No success criteria per class. “How did red-team go?” with no per-class numbers is theater, not a signal. Set thresholds per class and per safety-critical cohort.
Skipping multi-modal coverage. If your system accepts images, PDFs, audio, or video, you need attacks in those modalities. Frontier multi-modal models leak through OCR-extracted text more than through the model’s native vision pathway.
No CI integration. A red-team run that requires a manual trigger gets skipped under deadline pressure. Wire it to every PR or every nightly release candidate.
Mixing red team with normal eval cohorts. Adversarial inputs are not representative inputs; mixing them inflates the safety dashboard and hides functional regressions. Keep red-team corpus, golden dataset, and production-replay set separate.
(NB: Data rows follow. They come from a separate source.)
//! Regency investment records and the fixed sector/quarter descriptors
//!
//! Records are immutable values: the collection is only ever replaced
//! wholesale (import, cloud pull, reset), never edited field by field.

use serde::{Deserialize, Serialize};

/// One regency's realized-investment record for the reporting year.
///
/// Serialized field names match the JSON interchange format consumed by
/// imports, exports and cloud sync (`kabKota`, `nilaiInvestasi`, ...).
/// The sector, quarterly and capital-source partitions are advisory: each
/// should sum to roughly `nilai_investasi`, with `lainnya` absorbing
/// sector discrepancy, but the engine never enforces reconciliation.
#[derive(Debug, Clone, PartialEq, Serialize, Deserialize)]
#[serde(rename_all = "camelCase")]
pub struct RegencyRecord {
    pub id: String,
    /// Display ordering number
    pub no: u32,
    /// Region name, unique within a collection
    pub kab_kota: String,

    // Sector amounts (IDR)
    pub esdm: f64,
    pub pariwisata: f64,
    pub pertanian: f64,
    pub pupr: f64,
    pub perdagangan: f64,
    pub perhubungan: f64,
    pub telekomunikasi: f64,
    pub perindustrian: f64,
    /// Catch-all absorbing the gap between sector sums and the total
    pub lainnya: f64,

    /// Total realized investment (IDR)
    pub nilai_investasi: f64,

    // Quarterly realization (IDR)
    pub tw1: f64,
    pub tw2: f64,
    pub tw3: f64,
    pub tw4: f64,

    // Capital source split (IDR)
    pub pma: f64,
    pub pmdn: f64,

    /// Foreign workers
    pub tka: u64,
    /// Domestic workers
    pub tki: u64,
    pub jumlah_proyek: u64,
}

impl RegencyRecord {
    /// Amount realized in the given sector
    pub fn sector(&self, sector: Sector) -> f64 {
        match sector {
            Sector::Esdm => self.esdm,
            Sector::Pariwisata => self.pariwisata,
            Sector::Pertanian => self.pertanian,
            Sector::Pupr => self.pupr,
            Sector::Perdagangan => self.perdagangan,
            Sector::Perhubungan => self.perhubungan,
            Sector::Telekomunikasi => self.telekomunikasi,
            Sector::Perindustrian => self.perindustrian,
            Sector::Lainnya => self.lainnya,
        }
    }

    /// Amount realized in the given quarter
    pub fn quarter(&self, quarter: Quarter) -> f64 {
        match quarter {
            Quarter::Tw1 => self.tw1,
            Quarter::Tw2 => self.tw2,
            Quarter::Tw3 => self.tw3,
            Quarter::Tw4 => self.tw4,
        }
    }
}

/// Investment sector descriptor.
///
/// Replaces string-keyed field access with an enumerated accessor so that
/// generic iteration over sectors stays type-checked.
#[derive(Debug, Clone, Copy, PartialEq, Eq, Hash)]
pub enum Sector {
    Esdm,
    Pariwisata,
    Pertanian,
    Pupr,
    Perdagangan,
    Perhubungan,
    Telekomunikasi,
    Perindustrian,
    Lainnya,
}

impl Sector {
    /// All sectors in canonical display order
    pub const ALL: [Sector; 9] = [
        Sector::Esdm,
        Sector::Pariwisata,
        Sector::Pertanian,
        Sector::Pupr,
        Sector::Perdagangan,
        Sector::Perhubungan,
        Sector::Telekomunikasi,
        Sector::Perindustrian,
        Sector::Lainnya,
    ];

    /// Display label
    pub fn label(self) -> &'static str {
        match self {
            Sector::Esdm => "ESDM",
            Sector::Pariwisata => "Pariwisata",
            Sector::Pertanian => "Pertanian",
            Sector::Pupr => "PUPR",
            Sector::Perdagangan => "Perdagangan",
            Sector::Perhubungan => "Perhubungan",
            Sector::Telekomunikasi => "Telekomunikasi",
            Sector::Perindustrian => "Perindustrian",
            Sector::Lainnya => "Lainnya",
        }
    }

    /// JSON/record field key
    pub fn key(self) -> &'static str {
        match self {
            Sector::Esdm => "esdm",
            Sector::Pariwisata => "pariwisata",
            Sector::Pertanian => "pertanian",
            Sector::Pupr => "pupr",
            Sector::Perdagangan => "perdagangan",
            Sector::Perhubungan => "perhubungan",
            Sector::Telekomunikasi => "telekomunikasi",
            Sector::Perindustrian => "perindustrian",
            Sector::Lainnya => "lainnya",
        }
    }

    /// Look a sector up by its field key (CLI selection)
    pub fn from_key(key: &str) -> Option<Sector> {
        Sector::ALL.into_iter().find(|s| s.key() == key)
    }
}

impl std::fmt::Display for Sector {
    fn fmt(&self, f: &mut std::fmt::Formatter<'_>) -> std::fmt::Result {
        f.write_str(self.label())
    }
}

/// Fiscal quarter descriptor (TW I through TW IV)
#[derive(Debug, Clone, Copy, PartialEq, Eq, Hash)]
pub enum Quarter {
    Tw1,
    Tw2,
    Tw3,
    Tw4,
}

impl Quarter {
    /// All quarters in chronological order. Quarter sequences are never
    /// re-sorted; this order is meaningful.
    pub const ALL: [Quarter; 4] = [Quarter::Tw1, Quarter::Tw2, Quarter::Tw3, Quarter::Tw4];

    /// Display label
    pub fn label(self) -> &'static str {
        match self {
            Quarter::Tw1 => "TW I",
            Quarter::Tw2 => "TW II",
            Quarter::Tw3 => "TW III",
            Quarter::Tw4 => "TW IV",
        }
    }

    /// JSON/record field key
    pub fn key(self) -> &'static str {
        match self {
            Quarter::Tw1 => "tw1",
            Quarter::Tw2 => "tw2",
            Quarter::Tw3 => "tw3",
            Quarter::Tw4 => "tw4",
        }
    }
}

impl std::fmt::Display for Quarter {
    fn fmt(&self, f: &mut std::fmt::Formatter<'_>) -> std::fmt::Result {
        f.write_str(self.label())
    }
}

/// All-zero record fixture shared by the engine's unit tests
#[cfg(test)]
pub(crate) fn test_record(kab_kota: &str) -> RegencyRecord {
    RegencyRecord {
        id: kab_kota.to_lowercase().replace(' ', "-"),
        no: 1,
        kab_kota: kab_kota.to_string(),
        esdm: 0.0,
        pariwisata: 0.0,
        pertanian: 0.0,
        pupr: 0.0,
        perdagangan: 0.0,
        perhubungan: 0.0,
        telekomunikasi: 0.0,
        perindustrian: 0.0,
        lainnya: 0.0,
        nilai_investasi: 0.0,
        tw1: 0.0,
        tw2: 0.0,
        tw3: 0.0,
        tw4: 0.0,
        pma: 0.0,
        pmdn: 0.0,
        tka: 0,
        tki: 0,
        jumlah_proyek: 0,
    }
}

#[cfg(test)]
mod tests {
    use super::*;

    #[test]
    fn test_json_field_names_match_interchange_format() {
        let mut record = test_record("Kota Mataram");
        record.nilai_investasi = 130_000_000.0;
        record.jumlah_proyek = 20;

        let json = serde_json::to_value(&record).unwrap();
        assert_eq!(json["kabKota"], "Kota Mataram");
        assert_eq!(json["nilaiInvestasi"], 130_000_000.0);
        assert_eq!(json["jumlahProyek"], 20);
        assert!(json.get("kab_kota").is_none());
    }

    #[test]
    fn test_sector_accessor_covers_all_descriptors() {
        let mut record = test_record("Dompu");
        record.pariwisata = 85_000_000.0;
        record.lainnya = 5_000_000.0;

        assert_eq!(record.sector(Sector::Pariwisata), 85_000_000.0);
        assert_eq!(record.sector(Sector::Lainnya), 5_000_000.0);
        assert_eq!(record.sector(Sector::Esdm), 0.0);
    }

    #[test]
    fn test_sector_from_key() {
        assert_eq!(Sector::from_key("pupr"), Some(Sector::Pupr));
        assert_eq!(Sector::from_key("unknown"), None);
    }

    #[test]
    fn test_quarter_order_is_chronological() {
        let labels: Vec<&str> = Quarter::ALL.iter().map(|q| q.label()).collect();
        assert_eq!(labels, vec!["TW I", "TW II", "TW III", "TW IV"]);
    }
}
Letting blue team and red team merge. The team that builds the guardrails should not exclusively run the red team. the same blind spots end up in both. Rotate red-team authorship or use external help.
No corpus versioning. When the corpus changes, the attack-success-rate trend line becomes meaningless because the denominator moved. Version the corpus alongside the model and prompt, and report results against a specific corpus version.
Red-teaming only the model, not the agent system. The model is one component; the agent system also includes retrieval, tools, MCP servers, A2A peers, gateway routing, and the prompt template. Red team the system, not the model in isolation. the same model behaves differently in different agent shapes.